William Hickman, 42, Sara Hickman, 42, Thomas Schallus, 42, and Thomas Sher, 46, all of Northfield, Brian Pugh, 41, of Absecon, John Sher, 37, of Margate City, and Christopher Broccoli, 47, of West Deptford were all charged with conspiracy to commit health care fraud and wire fraud and with individual acts of health care fraud and wire fraud.

Tom and John Sher are both Margate City firefighters, and Thomas Schallus is a Ventnor City police officer. Pugh is co-owner of Tony's Baltimore Grill.

William and Sara Hickman and Brian Pugh also were charged with conspiracy to commit money laundering and individual acts of money laundering. The defendants are expected to appear later today before U.S. Magistrate Judge Ann Marie Donio in Camden federal court. The case is assigned to U.S. District Judge Robert B. Kugler in Camden.

According to the indictment, from July 2014 through April 2016, the conspirators recruited teachers, firefighters, police officers and state troopers enrolled in the state health benefits program to obtain very expensive and medically unnecessary compounded medications, including pain, scar, anti-fungal, and libido creams, as well as vitamin combinations from a Louisiana pharmacy. The pharmacy benefits administrator would pay prescription drug claims and then bill the State of New Jersey for the amounts paid.

The pharmacy agreed to pay Boardwalk Medical, LLC, a company run by the Hickmans, a percentage of the amount it received for the prescriptions. The Hickmans then had Pugh and other conspirators recruit individuals who had coverage for compounded medications, and those conspirators found additional recruiters, including Schallus, the Sher brothers and  Broccoli, who recruited other public employees covered by the plan to order expensive compounded medications. The conspirators would have prescriptions signed by a doctor who did not examine the patients.

William Hickman paid Dr. John Gaffney to reward him for signing prescriptions.  Gaffney previously pleaded guilty to conspiracy to commit health care fraud and admitted taking payments and signing prescriptions for patients he did not see.
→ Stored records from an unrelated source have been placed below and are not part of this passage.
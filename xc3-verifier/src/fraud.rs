//! Rule-based fraud risk assessment.
//!
//! Runs independently of the project verifier over the same inputs.
//! Every rule is evaluated; penalties add up to the risk score.

use serde::{Deserialize, Serialize};
use tracing::debug;

use crate::config::FraudConfig;
use crate::types::ProjectMetadata;
use crate::verifier::{average, round_score};
use xc3_analyzer::types::clamp_unit;
use xc3_analyzer::DocumentQualityProfile;

#[cfg(feature = "typescript")]
use ts_rs::TS;

pub const FLAG_INSUFFICIENT_DOCUMENTATION: &str = "Insufficient documentation";
pub const FLAG_HIGH_CARBON_VOLUME: &str = "Unusually high carbon volume claimed";
pub const FLAG_LOW_AUTHENTICITY: &str = "Low document authenticity scores";
pub const FLAG_INCONSISTENT_DATA: &str = "Inconsistent data across documents";

/// Fraud risk level.
#[derive(Debug, Clone, Copy, PartialEq, Eq, PartialOrd, Ord, Serialize, Deserialize)]
#[cfg_attr(feature = "typescript", derive(TS))]
#[cfg_attr(feature = "typescript", ts(export))]
#[serde(rename_all = "lowercase")]
pub enum RiskLevel {
    Low,
    Medium,
    High,
}

impl RiskLevel {
    /// Level for a risk score: low < medium_risk_at <= medium < high_risk_at <= high.
    pub fn from_score(score: f64, config: &FraudConfig) -> Self {
        if score >= config.high_risk_at {
            RiskLevel::High
        } else if score >= config.medium_risk_at {
            RiskLevel::Medium
        } else {
            RiskLevel::Low
        }
    }

    /// Get string representation.
    pub fn as_str(&self) -> &'static str {
        match self {
            RiskLevel::Low => "low",
            RiskLevel::Medium => "medium",
            RiskLevel::High => "high",
        }
    }
}

/// Output of the fraud detector.
#[derive(Debug, Clone, PartialEq, Serialize, Deserialize)]
#[cfg_attr(feature = "typescript", derive(TS))]
#[cfg_attr(feature = "typescript", ts(export))]
pub struct FraudRiskReport {
    pub risk_level: RiskLevel,
    /// Triggered rules, in rule order
    pub flags: Vec<String>,
    /// Sum of penalties, rounded to 4 places and clamped to [0, 1]
    pub risk_score: f64,
}

/// Detector for suspicious project submissions.
pub struct FraudDetector {
    config: FraudConfig,
}

impl FraudDetector {
    /// Create a new detector.
    pub fn new(config: FraudConfig) -> Self {
        Self { config }
    }

    /// Get the configuration.
    pub fn config(&self) -> &FraudConfig {
        &self.config
    }

    /// Assess the fraud risk of a submission.
    pub fn assess_risk(
        &self,
        metadata: &ProjectMetadata,
        profiles: &[DocumentQualityProfile],
    ) -> FraudRiskReport {
        let mut flags = Vec::new();
        let mut risk_score = 0.0;

        if profiles.len() < self.config.min_documents {
            flags.push(FLAG_INSUFFICIENT_DOCUMENTATION.to_string());
            risk_score += self.config.insufficient_documentation_penalty;
        }

        if metadata.estimated_tco2e > self.config.high_volume_tco2e {
            flags.push(FLAG_HIGH_CARBON_VOLUME.to_string());
            risk_score += self.config.high_volume_penalty;
        }

        let avg_authenticity = average(profiles, |p| p.authenticity);
        if avg_authenticity < self.config.authenticity_floor {
            flags.push(FLAG_LOW_AUTHENTICITY.to_string());
            risk_score += self.config.low_authenticity_penalty;
        }

        let avg_consistency = average(profiles, |p| p.consistency);
        if avg_consistency < self.config.consistency_floor {
            flags.push(FLAG_INCONSISTENT_DATA.to_string());
            risk_score += self.config.inconsistency_penalty;
        }

        // Rounding keeps sums like 0.2 + 0.15 + 0.25 on the right side of a cut-off
        let risk_score = clamp_unit(round_score(risk_score));
        let risk_level = RiskLevel::from_score(risk_score, &self.config);

        debug!(
            risk_score = risk_score,
            risk_level = risk_level.as_str(),
            flag_count = flags.len(),
            "Fraud risk assessed"
        );

        FraudRiskReport {
            risk_level,
            flags,
            risk_score,
        }
    }
}

impl Default for FraudDetector {
    fn default() -> Self {
        Self::new(FraudConfig::default())
    }
}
The compounding pharmacy was paid $50 million for the medications, and then paid the Hickmans more than $26 million for prescriptions. The Hickmans paid a portion of that amount to Pugh, Schallus, the Sher brothers, Broccoli, and other conspirators.

The health care fraud and wire fraud conspiracy count with which all defendants are charged carries a maximum potential penalty of 20 years in prison and a $250,000 fine, or twice the gain or loss from the offense. Each wire fraud count carries a maximum potential penalty of 20 years in prison and a $250,000 fine, or twice the gain or loss from the offense. Each health care fraud count carries a maximum penalty of 10 years in prison and a $250,000 fine, or twice the gross gain or loss from the offense. The money laundering conspiracy charge carries a maximum potential penalty of 10 years in prison and a $250,000 fine, or twice the value of the property involved in the transaction. Each charge of monetary transactions in criminally derived property worth more than $10,000 carries a maximum potential penalty of 10 years in prison and a $250,000 fine, or twice the value of the property involved in the transaction.
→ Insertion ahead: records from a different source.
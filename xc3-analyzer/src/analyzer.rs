//! DocumentAnalyzer - turns one document into a quality profile.

use std::sync::Arc;
use tokio::time::Instant;
use tracing::{debug, warn};

use crate::config::AnalyzerConfig;
use crate::extract::extract_from_file_name;
use crate::kind::DocumentKind;
use crate::scorer::{DocumentScorer, ScorerError, SimulatedScorer};
use crate::types::{DocumentInput, DocumentQualityProfile};

/// Error types for document analysis.
#[derive(Debug, thiserror::Error)]
pub enum AnalysisError {
    /// Document has no content
    #[error("Document '{file_name}' is empty")]
    EmptyDocument { file_name: String },

    /// Analysis did not finish before the deadline
    #[error("Analysis of '{file_name}' timed out")]
    Timeout { file_name: String },

    /// Scoring backend failed
    #[error("Scorer error: {0}")]
    Scorer(#[from] ScorerError),
}

pub type Result<T> = std::result::Result<T, AnalysisError>;

/// Analyzer for individual project documents.
///
/// Holds no per-call state; one analyzer can serve any number of
/// concurrent `analyze` calls.
pub struct DocumentAnalyzer {
    /// Configuration
    config: AnalyzerConfig,
    /// Preferred scoring backends, tried in order
    scorers: Vec<Arc<dyn DocumentScorer>>,
    /// Used when no preferred backend is available
    fallback: Arc<dyn DocumentScorer>,
}

impl DocumentAnalyzer {
    /// Create an analyzer backed by the simulated scorer only.
    pub fn new(config: AnalyzerConfig) -> Self {
        let fallback = SimulatedScorer::new()
            .with_seed(config.simulation_seed)
            .with_latency(config.simulated_latency());

        Self {
            config,
            scorers: Vec::new(),
            fallback: Arc::new(fallback),
        }
    }

    /// Set preferred scoring backends.
    pub fn with_scorers(mut self, scorers: Vec<Arc<dyn DocumentScorer>>) -> Self {
        self.scorers = scorers;
        self
    }

    /// Get the configuration.
    pub fn config(&self) -> &AnalyzerConfig {
        &self.config
    }

    /// Analyze one document.
    pub async fn analyze(
        &self,
        raw_bytes: &[u8],
        file_name: &str,
        declared_mime_type: &str,
    ) -> Result<DocumentQualityProfile> {
        let document = DocumentInput::new(file_name, declared_mime_type, raw_bytes);
        self.analyze_document(&document).await
    }

    /// Analyze one document already wrapped as input.
    pub async fn analyze_document(&self, document: &DocumentInput) -> Result<DocumentQualityProfile> {
        if document.raw_bytes.is_empty() {
            return Err(AnalysisError::EmptyDocument {
                file_name: document.file_name.clone(),
            });
        }

        let kind = DocumentKind::from_mime(&document.declared_mime_type);
        if !kind.is_supported() {
            warn!(
                file_name = %document.file_name,
                mime_type = %document.declared_mime_type,
                "Unsupported document type, scoring with lowered bands"
            );
        }

        let scorer = self.select_scorer().await;
        let output = scorer.score(document, kind).await?;

        let extracted = output
            .extracted
            .or(extract_from_file_name(&document.file_name));
        let profile = DocumentQualityProfile::new(&document.file_name, kind, output.scores, extracted);

        debug!(
            file_name = %document.file_name,
            kind = kind.as_str(),
            scorer = scorer.id(),
            readability = profile.readability,
            completeness = profile.completeness,
            authenticity = profile.authenticity,
            consistency = profile.consistency,
            "Document analyzed"
        );

        Ok(profile)
    }

    /// Analyze one document, giving up at the configured per-document
    /// timeout or at `deadline`, whichever comes first.
    pub async fn analyze_within(
        &self,
        document: &DocumentInput,
        deadline: Option<Instant>,
    ) -> Result<DocumentQualityProfile> {
        let mut until = Instant::now() + self.config.document_timeout();
        if let Some(deadline) = deadline {
            until = until.min(deadline);
        }

        match tokio::time::timeout_at(until, self.analyze_document(document)).await {
            Ok(result) => result,
            Err(_) => {
                warn!(file_name = %document.file_name, "Document analysis timed out");
                Err(AnalysisError::Timeout {
                    file_name: document.file_name.clone(),
                })
            }
        }
    }

    /// Select the first available preferred scorer, or the fallback.
    async fn select_scorer(&self) -> Arc<dyn DocumentScorer> {
        for scorer in &self.scorers {
            if scorer.is_available().await {
                return Arc::clone(scorer);
            }
        }
        Arc::clone(&self.fallback)
    }
}

impl Default for DocumentAnalyzer {
    fn default() -> Self {
        Self::new(AnalyzerConfig::default())
    }
}

#[cfg(test)]
mod tests {
    use super::*;
    use crate::scorer::MockScorer;
    use crate::types::{ExtractedFields, QualityScores};
    use std::time::Duration;

    #[tokio::test]
    async fn test_empty_document_rejected() {
        let analyzer = DocumentAnalyzer::default();
        let result = analyzer.analyze(&[], "empty.pdf", "application/pdf").await;

        assert!(matches!(result, Err(AnalysisError::EmptyDocument { .. })));
    }

    #[tokio::test]
    async fn test_profile_shape() {
        let analyzer = DocumentAnalyzer::new(AnalyzerConfig::seeded(11));
        let profile = analyzer
            .analyze(&[7u8; 2048], "monitoring-report.pdf", "application/pdf")
            .await
            .unwrap();

        assert_eq!(profile.kind, DocumentKind::Pdf);
        assert_eq!(profile.file_name, "monitoring-report.pdf");
        for value in [
            profile.readability,
            profile.completeness,
            profile.authenticity,
            profile.consistency,
        ] {
            assert!((0.0..=1.0).contains(&value));
        }
        assert!(profile.extracted.location.is_some());
        assert!(profile.extracted.methodology.is_some());
    }

    #[tokio::test]
    async fn test_unsupported_type_still_scored() {
        let analyzer = DocumentAnalyzer::new(AnalyzerConfig::seeded(5));
        let profile = analyzer
            .analyze(&[1u8; 2048], "bundle.zip", "application/zip")
            .await
            .unwrap();

        assert_eq!(profile.kind, DocumentKind::Unsupported);
        assert!(profile.readability < 0.6);
    }

    #[tokio::test]
    async fn test_preferred_scorer_and_clamping() {
        let mock = Arc::new(
            MockScorer::new(QualityScores {
                readability: 1.3,
                completeness: 0.8,
                authenticity: -0.5,
                consistency: 0.6,
            })
            .with_extracted(ExtractedFields {
                location: Some("Kenya".to_string()),
                ..Default::default()
            }),
        );
        let analyzer = DocumentAnalyzer::default().with_scorers(vec![mock.clone()]);

        let profile = analyzer
            .analyze(b"content", "site.png", "image/png")
            .await
            .unwrap();

        assert_eq!(mock.call_count(), 1);
        assert_eq!(profile.readability, 1.0);
        assert_eq!(profile.authenticity, 0.0);
        // Backend extraction wins, file name fills the rest
        assert_eq!(profile.extracted.location.as_deref(), Some("Kenya"));
        assert_eq!(
            profile.extracted.methodology,
            Some(crate::extract_methodology("site.png"))
        );
    }

    #[tokio::test]
    async fn test_unavailable_scorer_falls_back() {
        let mock = Arc::new(MockScorer::default().with_available(false));
        let analyzer = DocumentAnalyzer::new(AnalyzerConfig::seeded(1)).with_scorers(vec![mock.clone()]);

        let result = analyzer.analyze(b"content", "a.pdf", "application/pdf").await;

        tokio_test::assert_ok!(result);
        assert_eq!(mock.call_count(), 0);
    }

    #[tokio::test]
    async fn test_analyze_within_times_out() {
        let mock = Arc::new(MockScorer::default().with_delay(Duration::from_millis(500)));
        let config = AnalyzerConfig {
            document_timeout_ms: 20,
            ..Default::default()
        };
        let analyzer = DocumentAnalyzer::new(config).with_scorers(vec![mock]);
        let document = DocumentInput::new("slow.pdf", "application/pdf", b"%PDF".to_vec());

        let result = analyzer.analyze_within(&document, None).await;
        assert!(matches!(result, Err(AnalysisError::Timeout { .. })));
    }

    #[tokio::test]
    async fn test_analyze_within_respects_deadline() {
        let mock = Arc::new(MockScorer::default().with_delay(Duration::from_millis(500)));
        let analyzer = DocumentAnalyzer::default().with_scorers(vec![mock]);
        let document = DocumentInput::new("slow.pdf", "application/pdf", b"%PDF".to_vec());

        let deadline = Instant::now() + Duration::from_millis(20);
        let result = analyzer.analyze_within(&document, Some(deadline)).await;
        assert!(matches!(result, Err(AnalysisError::Timeout { .. })));
    }
}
The government is represented by Assistant U.S. Attorneys R. David Walk Jr. and Alyson M. Oswald of the U.S. Attorney's Office in Camden and Assistant U.S. Attorney Barbara Ward, Senior Trial Counsel of the Asset Recovery and Money Laundering Unit in Newark.

The charges and allegations contained in the indictment are merely accusations, and the defendants are presumed innocent unless and until proven guilty.